JERUSALEM / BETHLEHEM (inn) – Ein Rundbrief des israelischen Innenministeriums hat Unruhe unter Reiseagenten gestiftet. Gemäß dem offiziellen Brief sollen die Reiseunternehmer ab dem 15. Mai keine Gruppen mehr in palästinensische Autonomiegebiete bringen dürfen, was auch für Bethlehem gilt. Ausdrücklich wird darauf hingewiesen, dass eine Übernachtung der Touristen in Bethlehem „verboten“ sei. Das wäre ein schwerer Schlag besonders für christliche Pilgergruppen, bei denen ein kurzer Besuch in der Geburtskirche in Bethlehem ein fester Programmpunkt ist. Die Reisebüros erwarten noch eine Aufklärung, zumal die neue Anweisung kaum durchführbar sei.
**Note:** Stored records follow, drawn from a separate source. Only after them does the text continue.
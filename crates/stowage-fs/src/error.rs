use std::path::PathBuf;

#[derive(Debug, thiserror::Error)]
pub enum Error {
    #[error("failed to read '{path}': {source}")]
    Read {
        path:   PathBuf,
        source: std::io::Error,
    },

    #[error("failed to write '{path}': {source}")]
    Write {
        path:   PathBuf,
        source: std::io::Error,
    },

    #[error("failed to create directory '{path}': {source}")]
    CreateDir {
        path:   PathBuf,
        source: std::io::Error,
    },

    #[error("failed to move '{from}' to '{to}': {source}")]
    Rename {
        from:   PathBuf,
        to:     PathBuf,
        source: std::io::Error,
    },

    #[error("cross-device hardlink not supported")]
    CrossDeviceHardlink,

    #[error("failed to stat '{path}': {source}")]
    Stat {
        path:   PathBuf,
        source: std::io::Error,
    },
}

pub type Result<T> = std::result::Result<T, Error>;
Inzwischen hieß es, dass diese neuen Vorschriften „eingefroren“, aber nicht aufgehoben seien. Innenminister Arjeh Deri wolle die Vorgaben neu überprüfen. In Kürze sollen „Erklärungen“ dazu veröffentlicht werden. Unklar ist in dem von den Grenzbehörden unterzeichneten Schreiben, wer diese Regeln überwachen soll und bei wem ein Ausnahmeantrag gestellt werden kann.
Angeblich, laut der Tageszeitung „Ha’aretz“, sei auch der Geheimdienst Schabak beteiligt gewesen, wegen „Sicherheitsbedenken“ beim Aufenthalt von Touristengruppen in Bethlehem. Individuelle Touristen seien freilich nicht betroffen, weil die ohnehin keine Genehmigung benötigen, um Bethlehem zu besuchen. Israelischen Bürgern ist jedoch grundsätzlich der Besuch in allen Autonomiegebieten strikt verboten.
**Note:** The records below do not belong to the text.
use std::collections::HashMap;
use std::path::Path;

use bytes::Bytes;
use futures_util::stream;
use serde::Deserialize;
use serde_json::{Value, json};
use stowage_rpc::{BoxStream, Error, HttpClient, MessageStream, Result, encode_frame};

#[derive(Debug, Deserialize, PartialEq)]
struct Ping {
    n: u32,
}

fn body(chunks: Vec<&'static [u8]>) -> BoxStream<'static, Result<Bytes>> {
    Box::pin(stream::iter(chunks.into_iter().map(|c| Ok(Bytes::from_static(c)))))
}

#[derive(Default)]
struct MockClient {
    responses: HashMap<&'static str, (u16, Vec<u8>)>,
}

impl MockClient {
    fn respond(mut self, path: &'static str, status: u16, body: impl Into<Vec<u8>>) -> Self {
        self.responses.insert(path, (status, body.into()));
        self
    }
}

impl HttpClient for MockClient {
    async fn post_stream(&self, path: &str, _body: &Value) -> Result<BoxStream<'static, Result<Bytes>>> {
        match self.responses.get(path) {
            Some((200, body)) => {
                let chunks: Vec<Result<Bytes>> =
                    body.chunks(3).map(|c| Ok(Bytes::copy_from_slice(c))).collect();
                Ok(Box::pin(stream::iter(chunks)))
            }
            Some((status, body)) => Err(Error::RequestFailed {
                status: *status,
                body:   String::from_utf8_lossy(body).into_owned(),
            }),
            None => Err(Error::RequestFailed {
                status: 404,
                body:   String::new(),
            }),
        }
    }

    async fn post_file(&self, _path: &str, file: &Path) -> Result<Value> {
        let len = std::fs::metadata(file)
            .map_err(|source| Error::Io {
                path: file.to_path_buf(),
                source,
            })?
            .len();
        Ok(json!({ "received": len }))
    }
}

#[tokio::test]
async fn test_messages_in_order() {
    let mut messages = MessageStream::<Ping>::new(body(vec![b"7#{\"n\":1}7#{\"n\"", b":2}", b"7#{\"n\":3}"]));

    assert_eq!(messages.next().await.unwrap(), Some(Ping { n: 1 }));
    assert_eq!(messages.next().await.unwrap(), Some(Ping { n: 2 }));
    assert_eq!(messages.next().await.unwrap(), Some(Ping { n: 3 }));
    assert_eq!(messages.next().await.unwrap(), None);
    assert_eq!(messages.next().await.unwrap(), None);
    assert_eq!(messages.decoded(), 3);
}

#[tokio::test]
async fn test_empty_body_is_end_of_stream() {
    let mut messages = MessageStream::<Ping>::new(body(vec![]));
    assert_eq!(messages.next().await.unwrap(), None);
}

#[tokio::test]
async fn test_truncated_frame_is_framing_error() {
    let mut payload = b"500#".to_vec();
    payload.extend(std::iter::repeat_n(b' ', 300));
    let chunks: Vec<Result<Bytes>> = vec![Ok(Bytes::from(payload))];
    let mut messages = MessageStream::<Value>::new(Box::pin(stream::iter(chunks)));

    let err = messages.next().await.unwrap_err();
    assert!(err.is_framing(), "unexpected error: {err}");
}

#[tokio::test]
async fn test_garbage_prefix_is_framing_error() {
    let mut messages = MessageStream::<Value>::new(body(vec![b"HTTP/1.1 200 OK"]));
    assert!(messages.next().await.unwrap_err().is_framing());
}

#[tokio::test]
async fn test_transport_error_mid_stream() {
    let chunks: Vec<Result<Bytes>> = vec![
        Ok(encode_frame(br#"{"n":1}"#)),
        Err(Error::transport("connection reset")),
    ];
    let mut messages = MessageStream::<Ping>::new(Box::pin(stream::iter(chunks)));

    assert_eq!(messages.next().await.unwrap(), Some(Ping { n: 1 }));
    assert!(matches!(messages.next().await, Err(Error::Transport(_))));
}

#[tokio::test]
async fn test_undecodable_message() {
    let mut messages = MessageStream::<Ping>::new(body(vec![b"2#{}"]));
    assert!(matches!(messages.next().await, Err(Error::Json(_))));
}

#[tokio::test]
async fn test_open_surfaces_status_before_frames() {
    let client = MockClient::default().respond("/findFile", 500, "daemon exploded");

    let result = MessageStream::<Ping>::open(&client, "/findFile", &json!({})).await;
    match result {
        Err(Error::RequestFailed { status, body }) => {
            assert_eq!(status, 500);
            assert_eq!(body, "daemon exploded");
        }
        Err(other) => panic!("unexpected error: {other}"),
        Ok(_) => panic!("expected RequestFailed"),
    }
}

#[tokio::test]
async fn test_open_streams_frames() {
    let mut framed = encode_frame(br#"{"n":4}"#).to_vec();
    framed.extend_from_slice(&encode_frame(br#"{"n":5}"#));
    let client = MockClient::default().respond("/findFile", 200, framed);

    let mut messages = MessageStream::<Ping>::open(&client, "/findFile", &json!({})).await.unwrap();
    assert_eq!(messages.next().await.unwrap(), Some(Ping { n: 4 }));
    assert_eq!(messages.next().await.unwrap(), Some(Ping { n: 5 }));
    assert_eq!(messages.next().await.unwrap(), None);
}

#[tokio::test]
async fn test_post_json_collects_body() {
    let client = MockClient::default().respond("/getState", 200, r#"{"success":true}"#);

    let value = client.post_json("/getState", &json!({})).await.unwrap();
    assert_eq!(value["success"], true);
}

#[tokio::test]
async fn test_post_file_reports_length() {
    let dir = tempfile::tempdir().unwrap();
    let file = dir.path().join("upload.bin");
    std::fs::write(&file, [0u8; 42]).unwrap();

    let client = MockClient::default();
    let value = client.post_file("/store", &file).await.unwrap();
    assert_eq!(value["received"], 42);
}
Bethlehem rechnet mit Touristenboom
Ein Übernachtungsverbot in Bethlehem wäre ein schwerer wirtschaftlicher Schlag für die Reiseunternehmen, insbesondere für Gruppen aus Ländern wie Indien, Sri Lanka, Indonesien und Osteuropa. Die Hotelpreise in Jerusalem sind unerschwinglich hoch, während man in Bethlehem schon eine Übernachtung zum Preis von nur 22 Euro erhalten kann. Selbst in billigen Jerusalemer Hospizen muss man oft das Dreifache entrichten. Um Geld zu sparen übernachten viele Besucher deshalb in Bethlehem.
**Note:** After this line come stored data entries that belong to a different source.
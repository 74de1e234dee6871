use std::fmt;
use std::str::FromStr;

use serde::{Deserialize, Serialize};

use crate::Error;

/// Hash algorithms a content-address URI may name.
#[derive(Debug, Clone, Copy, PartialEq, Eq, Hash, Serialize, Deserialize)]
#[serde(rename_all = "lowercase")]
pub enum Algorithm {
    Sha1,
    Md5,
    /// Keyed objects. These are addressed by an opaque key, not a digest of
    /// their bytes, so nothing can be verified or committed for them.
    Key,
}

/// Prefix table consulted by [`Algorithm::from_protocol`].
const PROTOCOL_PREFIXES: [(&str, Algorithm); 3] = [
    ("sha1", Algorithm::Sha1),
    ("md5", Algorithm::Md5),
    ("key", Algorithm::Key),
];

impl Algorithm {
    pub const ALL: [Algorithm; 3] = [Algorithm::Sha1, Algorithm::Md5, Algorithm::Key];

    /// Classify a URI protocol by prefix, e.g. `sha1-contiguous` is `Sha1`.
    pub fn from_protocol(protocol: &str) -> Option<Self> {
        PROTOCOL_PREFIXES
            .iter()
            .find(|(prefix, _)| protocol.starts_with(prefix))
            .map(|(_, algorithm)| *algorithm)
    }

    pub fn as_str(self) -> &'static str {
        match self {
            Self::Sha1 => "sha1",
            Self::Md5 => "md5",
            Self::Key => "key",
        }
    }

    /// Length of a hex-encoded digest, `None` for non-digest algorithms.
    pub fn hex_len(self) -> Option<usize> {
        match self {
            Self::Sha1 => Some(40),
            Self::Md5 => Some(32),
            Self::Key => None,
        }
    }

    pub fn is_digest(self) -> bool { self.hex_len().is_some() }
}

impl fmt::Display for Algorithm {
    fn fmt(&self, f: &mut fmt::Formatter<'_>) -> fmt::Result { f.write_str(self.as_str()) }
}

impl FromStr for Algorithm {
    type Err = Error;

    fn from_str(s: &str) -> Result<Self, Self::Err> {
        PROTOCOL_PREFIXES
            .iter()
            .find(|(name, _)| *name == s)
            .map(|(_, algorithm)| *algorithm)
            .ok_or_else(|| Error::UnknownAlgorithm(s.to_string()))
    }
}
Pro Jahr rechnet man mit einer Million Touristen-Übernachtungen in Bethlehem allein. Das neue israelische Verbot wäre deshalb auch ein schwerer Schlag für die palästinensische Wirtschaft. Bethlehem hatte sich auf den Touristenboom vorbereitet und in den vergangenen Jahren zusätzlich Hotels gebaut. Heute können Fahrzeuge und Busse unkontrolliert in das Westjordanland einreisen. Bei den Kontrollpunkten entlang der „Grenzen“ stehen die Ampeln in Richtung besetzte Gebiete meist auf Grün, während Autos, die nach Israel einreisen wollen, genauer unter die Lupe genommen werden. Meistens werden auch sie durchgewunken, darunter auch Touristenbusse.